▶ [Brief]: Below are several entries. Transcribe exactly those lines that fall from the one with "filename crates/db/tests/lock_store.rs" through the one with "let stored = store.get(&record(1)).await.unwrap().unwrap();", end lines included.

▶ [Data section]:
++++++++

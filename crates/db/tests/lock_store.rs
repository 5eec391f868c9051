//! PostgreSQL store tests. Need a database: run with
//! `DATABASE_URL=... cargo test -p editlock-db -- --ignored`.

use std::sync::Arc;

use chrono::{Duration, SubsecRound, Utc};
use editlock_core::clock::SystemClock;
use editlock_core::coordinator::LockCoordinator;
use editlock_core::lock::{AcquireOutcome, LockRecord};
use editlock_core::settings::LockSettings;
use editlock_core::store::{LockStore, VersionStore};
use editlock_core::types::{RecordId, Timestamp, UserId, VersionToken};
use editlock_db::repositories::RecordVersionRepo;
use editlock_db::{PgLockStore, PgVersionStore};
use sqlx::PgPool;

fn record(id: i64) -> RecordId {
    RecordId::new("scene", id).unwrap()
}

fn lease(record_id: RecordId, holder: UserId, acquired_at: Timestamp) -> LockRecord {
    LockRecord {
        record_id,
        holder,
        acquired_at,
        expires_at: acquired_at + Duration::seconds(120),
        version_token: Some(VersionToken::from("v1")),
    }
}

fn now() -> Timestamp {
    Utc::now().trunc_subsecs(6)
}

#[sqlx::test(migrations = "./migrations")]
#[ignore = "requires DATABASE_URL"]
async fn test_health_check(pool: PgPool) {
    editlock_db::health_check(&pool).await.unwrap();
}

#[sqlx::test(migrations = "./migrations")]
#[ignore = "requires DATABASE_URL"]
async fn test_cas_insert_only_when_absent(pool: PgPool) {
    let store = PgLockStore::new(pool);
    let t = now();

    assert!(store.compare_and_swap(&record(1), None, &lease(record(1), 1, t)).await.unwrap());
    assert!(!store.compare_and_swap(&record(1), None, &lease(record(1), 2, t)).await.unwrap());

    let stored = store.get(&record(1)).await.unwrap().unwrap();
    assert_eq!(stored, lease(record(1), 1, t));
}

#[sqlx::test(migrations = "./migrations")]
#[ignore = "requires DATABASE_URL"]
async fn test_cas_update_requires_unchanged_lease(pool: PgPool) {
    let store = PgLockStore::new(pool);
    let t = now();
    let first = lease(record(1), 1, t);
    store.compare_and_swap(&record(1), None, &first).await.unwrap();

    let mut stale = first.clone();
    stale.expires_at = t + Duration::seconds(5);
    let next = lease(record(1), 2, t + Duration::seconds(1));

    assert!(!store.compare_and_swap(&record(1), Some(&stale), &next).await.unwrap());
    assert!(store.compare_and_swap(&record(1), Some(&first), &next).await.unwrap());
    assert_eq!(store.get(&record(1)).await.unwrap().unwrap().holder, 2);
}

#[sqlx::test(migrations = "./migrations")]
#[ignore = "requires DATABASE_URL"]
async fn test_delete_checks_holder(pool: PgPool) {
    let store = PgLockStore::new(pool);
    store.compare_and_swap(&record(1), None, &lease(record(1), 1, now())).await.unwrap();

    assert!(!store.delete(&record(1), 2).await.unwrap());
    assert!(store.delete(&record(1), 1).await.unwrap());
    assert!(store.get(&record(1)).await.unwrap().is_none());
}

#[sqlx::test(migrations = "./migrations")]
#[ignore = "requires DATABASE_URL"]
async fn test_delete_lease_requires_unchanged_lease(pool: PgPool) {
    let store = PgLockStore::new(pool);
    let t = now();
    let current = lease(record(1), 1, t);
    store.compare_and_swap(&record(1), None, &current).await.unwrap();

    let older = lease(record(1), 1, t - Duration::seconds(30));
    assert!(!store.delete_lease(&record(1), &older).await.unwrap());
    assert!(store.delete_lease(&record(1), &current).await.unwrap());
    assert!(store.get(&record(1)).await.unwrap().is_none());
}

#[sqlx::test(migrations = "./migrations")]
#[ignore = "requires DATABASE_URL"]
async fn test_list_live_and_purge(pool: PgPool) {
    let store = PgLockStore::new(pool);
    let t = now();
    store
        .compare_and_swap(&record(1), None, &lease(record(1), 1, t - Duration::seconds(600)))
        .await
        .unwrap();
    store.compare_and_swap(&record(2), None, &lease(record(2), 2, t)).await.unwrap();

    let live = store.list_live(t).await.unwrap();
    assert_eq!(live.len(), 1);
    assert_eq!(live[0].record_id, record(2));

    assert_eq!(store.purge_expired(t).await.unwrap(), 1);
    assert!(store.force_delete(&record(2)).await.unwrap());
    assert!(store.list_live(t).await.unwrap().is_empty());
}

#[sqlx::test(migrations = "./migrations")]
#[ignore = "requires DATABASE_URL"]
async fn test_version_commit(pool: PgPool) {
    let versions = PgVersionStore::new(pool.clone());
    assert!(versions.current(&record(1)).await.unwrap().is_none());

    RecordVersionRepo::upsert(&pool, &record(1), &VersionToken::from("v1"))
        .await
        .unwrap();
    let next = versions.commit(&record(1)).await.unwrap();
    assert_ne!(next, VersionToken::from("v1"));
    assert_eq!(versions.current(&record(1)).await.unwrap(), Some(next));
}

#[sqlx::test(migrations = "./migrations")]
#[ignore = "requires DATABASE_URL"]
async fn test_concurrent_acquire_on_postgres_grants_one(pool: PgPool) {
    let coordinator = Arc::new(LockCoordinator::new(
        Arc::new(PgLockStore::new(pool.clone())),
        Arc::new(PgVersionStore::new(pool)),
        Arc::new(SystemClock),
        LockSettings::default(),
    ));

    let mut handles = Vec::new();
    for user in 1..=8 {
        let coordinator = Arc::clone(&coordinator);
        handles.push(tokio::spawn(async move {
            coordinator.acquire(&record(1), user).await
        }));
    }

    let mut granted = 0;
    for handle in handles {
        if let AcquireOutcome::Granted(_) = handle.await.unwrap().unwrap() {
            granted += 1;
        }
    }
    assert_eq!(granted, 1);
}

++++++++

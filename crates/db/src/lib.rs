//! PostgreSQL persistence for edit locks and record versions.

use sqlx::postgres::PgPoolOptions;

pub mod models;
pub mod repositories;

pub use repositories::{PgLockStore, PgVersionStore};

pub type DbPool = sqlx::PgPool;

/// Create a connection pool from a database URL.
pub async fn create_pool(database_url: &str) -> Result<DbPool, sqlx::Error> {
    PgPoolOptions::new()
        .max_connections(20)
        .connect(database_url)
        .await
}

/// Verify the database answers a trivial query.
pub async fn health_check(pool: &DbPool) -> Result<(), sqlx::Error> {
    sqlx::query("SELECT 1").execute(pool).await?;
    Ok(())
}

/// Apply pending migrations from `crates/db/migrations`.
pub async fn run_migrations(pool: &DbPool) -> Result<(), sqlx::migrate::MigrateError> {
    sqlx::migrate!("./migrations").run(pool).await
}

++++++++

▶ [Finished exercise]:
filename crates/db/tests/lock_store.rs
repository 5eec391f868c9051
//! PostgreSQL store tests. Need a database: run with
//! `DATABASE_URL=... cargo test -p editlock-db -- --ignored`.

use std::sync::Arc;

use chrono::{Duration, SubsecRound, Utc};
use editlock_core::clock::SystemClock;
use editlock_core::coordinator::LockCoordinator;
use editlock_core::lock::{AcquireOutcome, LockRecord};
use editlock_core::settings::LockSettings;
use editlock_core::store::{LockStore, VersionStore};
use editlock_core::types::{RecordId, Timestamp, UserId, VersionToken};
use editlock_db::repositories::RecordVersionRepo;
use editlock_db::{PgLockStore, PgVersionStore};
use sqlx::PgPool;

fn record(id: i64) -> RecordId {
    RecordId::new("scene", id).unwrap()
}

fn lease(record_id: RecordId, holder: UserId, acquired_at: Timestamp) -> LockRecord {
    LockRecord {
        record_id,
        holder,
        acquired_at,
        expires_at: acquired_at + Duration::seconds(120),
        version_token: Some(VersionToken::from("v1")),
    }
}

fn now() -> Timestamp {
    Utc::now().trunc_subsecs(6)
}

#[sqlx::test(migrations = "./migrations")]
#[ignore = "requires DATABASE_URL"]
async fn test_health_check(pool: PgPool) {
    editlock_db::health_check(&pool).await.unwrap();
}

#[sqlx::test(migrations = "./migrations")]
#[ignore = "requires DATABASE_URL"]
async fn test_cas_insert_only_when_absent(pool: PgPool) {
    let store = PgLockStore::new(pool);
    let t = now();

    assert!(store.compare_and_swap(&record(1), None, &lease(record(1), 1, t)).await.unwrap());
    assert!(!store.compare_and_swap(&record(1), None, &lease(record(1), 2, t)).await.unwrap());

    let stored = store.get(&record(1)).await.unwrap().unwrap();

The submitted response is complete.